(Data records)
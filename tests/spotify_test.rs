//! Integration tests for the Spotify client
//!
//! Tests the authorization-code exchange, token refresh and the retrying
//! Web API client using wiremock for request/response mocking.

use std::sync::Arc;

use serde_json::json;
use wiremock::{
    matchers::{body_string_contains, header, method, path},
    Mock, MockServer, ResponseTemplate,
};

use spoty::config::{RequestConfig, SpotifyConfig};
use spoty::error::SpotifyError;
use spoty::spotify::{Authenticator, PlayerApi, SpotifyAuthenticator};

/// Create an authenticator whose accounts and API hosts are the mock server
fn create_test_authenticator(base_url: &str, max_retries: u32) -> SpotifyAuthenticator {
    let config = SpotifyConfig {
        client_id: "test-client".to_string(),
        client_secret: "test-secret".to_string(),
        accounts_url: base_url.to_string(),
        api_url: format!("{}/v1", base_url),
        redirect_url: "http://localhost:13337/api/callback".to_string(),
    };

    let request_config = RequestConfig {
        timeout_ms: 2000,
        max_retries,
        retry_delay_ms: 10,
    };

    SpotifyAuthenticator::new(&config, request_config).expect("Failed to create authenticator")
}

async fn mount_token_exchange(server: &MockServer, expires_in: u64) {
    Mock::given(method("POST"))
        .and(path("/api/token"))
        .and(body_string_contains("grant_type=authorization_code"))
        .and(body_string_contains("code=auth-code"))
        .respond_with(ResponseTemplate::new(200).set_body_json(json!({
            "access_token": "access-1",
            "token_type": "Bearer",
            "expires_in": expires_in,
            "refresh_token": "refresh-1",
            "scope": "user-read-currently-playing user-read-playback-state"
        })))
        .expect(1)
        .mount(server)
        .await;
}

/// Authorize against the mock server and return the issued client
async fn authorized_client(server: &MockServer, max_retries: u32) -> Arc<dyn PlayerApi> {
    mount_token_exchange(server, 3600).await;
    create_test_authenticator(&server.uri(), max_retries)
        .exchange_code("auth-code")
        .await
        .expect("code exchange should succeed")
}

fn track_json() -> serde_json::Value {
    json!({
        "id": "4uLU6hMCjMI75M1A2tKUQC",
        "name": "Never Gonna Give You Up",
        "duration_ms": 213573,
        "explicit": false,
        "album": {
            "id": "6N9PS4QXF1D0OWPk0Sxtb4",
            "name": "Whenever You Need Somebody",
            "images": [
                {"url": "https://i.scdn.co/image/640", "height": 640, "width": 640},
                {"url": "https://i.scdn.co/image/64", "height": 64, "width": 64}
            ]
        },
        "artists": [{"id": "0gxyHStUsqpMadRV0Di1Qt", "name": "Rick Astley"}]
    })
}

#[cfg(test)]
mod authorization_tests {
    use super::*;

    #[tokio::test]
    async fn test_exchange_code_uses_basic_auth() {
        let mock_server = MockServer::start().await;

        // base64("test-client:test-secret")
        Mock::given(method("POST"))
            .and(path("/api/token"))
            .and(header(
                "Authorization",
                "Basic dGVzdC1jbGllbnQ6dGVzdC1zZWNyZXQ=",
            ))
            .respond_with(ResponseTemplate::new(200).set_body_json(json!({
                "access_token": "access-1",
                "expires_in": 3600
            })))
            .expect(1)
            .mount(&mock_server)
            .await;

        let auth = create_test_authenticator(&mock_server.uri(), 0);
        assert!(auth.exchange_code("auth-code").await.is_ok());
    }

    #[tokio::test]
    async fn test_exchange_code_rejected() {
        let mock_server = MockServer::start().await;

        Mock::given(method("POST"))
            .and(path("/api/token"))
            .respond_with(ResponseTemplate::new(400).set_body_json(json!({
                "error": "invalid_grant",
                "error_description": "Invalid authorization code"
            })))
            .expect(1)
            .mount(&mock_server)
            .await;

        let auth = create_test_authenticator(&mock_server.uri(), 0);
        let result = auth.exchange_code("stale-code").await;

        match result {
            Err(SpotifyError::Api { status, message }) => {
                assert_eq!(status, 400);
                assert!(message.contains("invalid_grant"));
            }
            other => panic!("Expected Api error, got {:?}", other.err()),
        }
    }

    #[tokio::test]
    async fn test_expired_token_is_refreshed_before_request() {
        let mock_server = MockServer::start().await;

        // already inside the refresh margin
        mount_token_exchange(&mock_server, 0).await;

        Mock::given(method("POST"))
            .and(path("/api/token"))
            .and(body_string_contains("grant_type=refresh_token"))
            .and(body_string_contains("refresh_token=refresh-1"))
            .respond_with(ResponseTemplate::new(200).set_body_json(json!({
                "access_token": "access-2",
                "expires_in": 3600
            })))
            .expect(1)
            .mount(&mock_server)
            .await;

        Mock::given(method("GET"))
            .and(path("/v1/me"))
            .and(header("Authorization", "Bearer access-2"))
            .respond_with(ResponseTemplate::new(200).set_body_json(json!({
                "id": "listener",
                "display_name": "Listener"
            })))
            .expect(2)
            .mount(&mock_server)
            .await;

        let client = create_test_authenticator(&mock_server.uri(), 0)
            .exchange_code("auth-code")
            .await
            .unwrap();

        let user = client.current_user().await.unwrap();
        assert_eq!(user.id, "listener");

        // second call reuses the refreshed token
        client.current_user().await.unwrap();
    }
}

#[cfg(test)]
mod player_tests {
    use super::*;

    #[tokio::test]
    async fn test_currently_playing_track() {
        let mock_server = MockServer::start().await;

        Mock::given(method("GET"))
            .and(path("/v1/me/player/currently-playing"))
            .and(header("Authorization", "Bearer access-1"))
            .respond_with(ResponseTemplate::new(200).set_body_json(json!({
                "timestamp": 1700000000000_i64,
                "progress_ms": 42000,
                "is_playing": true,
                "currently_playing_type": "track",
                "item": track_json()
            })))
            .expect(1)
            .mount(&mock_server)
            .await;

        let client = authorized_client(&mock_server, 0).await;
        let playing = client.currently_playing().await.unwrap().unwrap();
        assert!(playing.is_playing);

        let track = playing.into_track().unwrap();
        assert_eq!(track.id.as_deref(), Some("4uLU6hMCjMI75M1A2tKUQC"));
        assert_eq!(track.album.images.len(), 2);
        assert_eq!(track.album.images[0].width, Some(640));
    }

    #[tokio::test]
    async fn test_currently_playing_no_content() {
        let mock_server = MockServer::start().await;

        Mock::given(method("GET"))
            .and(path("/v1/me/player/currently-playing"))
            .respond_with(ResponseTemplate::new(204))
            .expect(1)
            .mount(&mock_server)
            .await;

        let client = authorized_client(&mock_server, 0).await;
        assert!(client.currently_playing().await.unwrap().is_none());
    }

    #[tokio::test]
    async fn test_episode_is_not_a_track() {
        let mock_server = MockServer::start().await;

        Mock::given(method("GET"))
            .and(path("/v1/me/player/currently-playing"))
            .respond_with(ResponseTemplate::new(200).set_body_json(json!({
                "is_playing": true,
                "currently_playing_type": "episode",
                "item": {"id": "episode-1", "show": {"name": "A Podcast"}}
            })))
            .mount(&mock_server)
            .await;

        let client = authorized_client(&mock_server, 0).await;
        let playing = client.currently_playing().await.unwrap().unwrap();
        assert!(playing.into_track().is_none());
    }

    #[tokio::test]
    async fn test_player_state() {
        let mock_server = MockServer::start().await;

        Mock::given(method("GET"))
            .and(path("/v1/me/player"))
            .respond_with(ResponseTemplate::new(200).set_body_json(json!({
                "is_playing": false,
                "shuffle_state": true,
                "repeat_state": "off",
                "device": {"id": "d1", "name": "Desktop", "type": "Computer", "volume_percent": 50}
            })))
            .mount(&mock_server)
            .await;

        let client = authorized_client(&mock_server, 0).await;
        let state = client.player_state().await.unwrap().unwrap();
        assert!(!state.is_playing);
        assert!(state.shuffle_state);
        assert_eq!(state.device.unwrap().name, "Desktop");
    }
}

#[cfg(test)]
mod retry_tests {
    use super::*;

    #[tokio::test]
    async fn test_retry_on_server_error() {
        let mock_server = MockServer::start().await;

        Mock::given(method("GET"))
            .and(path("/v1/me"))
            .respond_with(ResponseTemplate::new(503))
            .up_to_n_times(1)
            .expect(1)
            .mount(&mock_server)
            .await;

        Mock::given(method("GET"))
            .and(path("/v1/me"))
            .respond_with(ResponseTemplate::new(200).set_body_json(json!({"id": "listener"})))
            .expect(1)
            .mount(&mock_server)
            .await;

        let client = authorized_client(&mock_server, 2).await;
        assert_eq!(client.current_user().await.unwrap().id, "listener");
    }

    #[tokio::test]
    async fn test_retry_after_rate_limit() {
        let mock_server = MockServer::start().await;

        Mock::given(method("GET"))
            .and(path("/v1/me/player"))
            .respond_with(ResponseTemplate::new(429).insert_header("Retry-After", "0"))
            .up_to_n_times(1)
            .expect(1)
            .mount(&mock_server)
            .await;

        Mock::given(method("GET"))
            .and(path("/v1/me/player"))
            .respond_with(ResponseTemplate::new(200).set_body_json(json!({"is_playing": true})))
            .expect(1)
            .mount(&mock_server)
            .await;

        let client = authorized_client(&mock_server, 1).await;
        let state = client.player_state().await.unwrap().unwrap();
        assert!(state.is_playing);
    }

    #[tokio::test]
    async fn test_retries_exhausted() {
        let mock_server = MockServer::start().await;

        Mock::given(method("GET"))
            .and(path("/v1/me/player"))
            .respond_with(ResponseTemplate::new(500).set_body_string("boom"))
            .expect(3)
            .mount(&mock_server)
            .await;

        let client = authorized_client(&mock_server, 2).await;

        match client.player_state().await {
            Err(SpotifyError::Unavailable { retries, message }) => {
                assert_eq!(retries, 2);
                assert!(message.contains("500"));
            }
            other => panic!("Expected Unavailable, got {:?}", other.err()),
        }
    }

    #[tokio::test]
    async fn test_client_error_not_retried() {
        let mock_server = MockServer::start().await;

        Mock::given(method("GET"))
            .and(path("/v1/me"))
            .respond_with(ResponseTemplate::new(401).set_body_string("token revoked"))
            .expect(1)
            .mount(&mock_server)
            .await;

        let client = authorized_client(&mock_server, 3).await;

        match client.current_user().await {
            Err(SpotifyError::Api { status, .. }) => assert_eq!(status, 401),
            other => panic!("Expected Api error, got {:?}", other.err()),
        }
    }
}
//! Periodic executor for compiled health schedules.

use std::collections::BTreeMap;
use std::sync::{Arc, PoisonError, RwLock};
use std::time::{Duration, Instant};

use chrono::{DateTime, Utc};
use serde::Serialize;
use tokio::task::JoinHandle;
use tracing::{debug, warn};

use super::{CheckDefinition, ScheduledProbe};

/// Availability of a single probe or of the whole service.
#[derive(Debug, Clone, Copy, PartialEq, Eq, Serialize)]
#[serde(rename_all = "snake_case")]
pub enum AvailabilityStatus {
    /// No result yet
    Unknown,
    Up,
    Down,
}

/// Latest known state of one probe.
#[derive(Debug, Clone, Serialize)]
pub struct CheckState {
    pub status: AvailabilityStatus,
    #[serde(skip_serializing_if = "Option::is_none")]
    pub timestamp: Option<DateTime<Utc>>,
    #[serde(skip_serializing_if = "Option::is_none")]
    pub error: Option<String>,
    pub contiguous_fails: u32,
    #[serde(skip)]
    first_failure: Option<Instant>,
}

impl Default for CheckState {
    fn default() -> Self {
        Self {
            status: AvailabilityStatus::Unknown,
            timestamp: None,
            error: None,
            contiguous_fails: 0,
            first_failure: None,
        }
    }
}

impl CheckState {
    fn record(&mut self, definition: &CheckDefinition, outcome: Result<(), String>) {
        let now = Instant::now();
        self.timestamp = Some(Utc::now());

        match outcome {
            Ok(()) => {
                self.status = AvailabilityStatus::Up;
                self.error = None;
                self.contiguous_fails = 0;
                self.first_failure = None;
            }
            Err(message) => {
                self.contiguous_fails = self.contiguous_fails.saturating_add(1);
                let first_failure = *self.first_failure.get_or_insert(now);
                self.error = Some(message);

                let enough_failures =
                    self.contiguous_fails >= definition.max_contiguous_failures.max(1);
                let long_enough = now.duration_since(first_failure) >= definition.max_time_in_error;
                if enough_failures && long_enough {
                    self.status = AvailabilityStatus::Down;
                }
            }
        }
    }
}

/// Aggregated result served by the liveness endpoint.
#[derive(Debug, Clone, Serialize)]
pub struct CheckerResult {
    pub status: AvailabilityStatus,
    pub details: BTreeMap<String, CheckState>,
}

/// Runs every scheduled probe on its own task and keeps the latest states.
///
/// Tasks are aborted when the checker is stopped or dropped.
pub struct HealthChecker {
    states: Arc<RwLock<BTreeMap<String, CheckState>>>,
    tasks: Vec<JoinHandle<()>>,
}

impl HealthChecker {
    /// Spawn one periodic task per probe. Must be called inside a tokio runtime.
    pub fn start(schedule: Vec<ScheduledProbe>) -> Self {
        let states: BTreeMap<String, CheckState> = schedule
            .iter()
            .map(|probe| (probe.check.name.clone(), CheckState::default()))
            .collect();
        let states = Arc::new(RwLock::new(states));

        let tasks = schedule
            .into_iter()
            .map(|probe| tokio::spawn(run_periodic(probe, Arc::clone(&states))))
            .collect();

        Self { states, tasks }
    }

    /// Current aggregate result.
    pub fn result(&self) -> CheckerResult {
        let details = self
            .states
            .read()
            .unwrap_or_else(PoisonError::into_inner)
            .clone();

        let status = if details
            .values()
            .any(|state| state.status == AvailabilityStatus::Down)
        {
            AvailabilityStatus::Down
        } else if details
            .values()
            .any(|state| state.status == AvailabilityStatus::Unknown)
        {
            AvailabilityStatus::Unknown
        } else {
            AvailabilityStatus::Up
        };

        CheckerResult { status, details }
    }

    /// Abort all probe tasks.
    pub fn stop(&mut self) {
        for task in self.tasks.drain(..) {
            task.abort();
        }
    }
}

impl Drop for HealthChecker {
    fn drop(&mut self) {
        self.stop();
    }
}

async fn run_periodic(probe: ScheduledProbe, states: Arc<RwLock<BTreeMap<String, CheckState>>>) {
    tokio::time::sleep(probe.initial_delay).await;

    let period = probe.period.max(Duration::from_millis(1));
    let mut interval = tokio::time::interval(period);
    interval.set_missed_tick_behavior(tokio::time::MissedTickBehavior::Delay);

    loop {
        interval.tick().await;

        let definition = &probe.check;
        let outcome = match tokio::time::timeout(definition.timeout, (definition.check)()).await {
            Ok(Ok(())) => Ok(()),
            Ok(Err(e)) => Err(e.to_string()),
            Err(_) => Err(format!(
                "check timed out after {}ms",
                definition.timeout.as_millis()
            )),
        };

        match &outcome {
            Ok(()) => debug!(probe = %definition.name, "Health probe passed"),
            Err(error) => warn!(probe = %definition.name, error = %error, "Health probe failed"),
        }

        let mut states = states.write().unwrap_or_else(PoisonError::into_inner);
        states
            .entry(definition.name.clone())
            .or_default()
            .record(definition, outcome);
    }
}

TRY IT = Going through the records above line by line, tally those with the word "access" and answer with the number only.

ANSWER SPACE = 5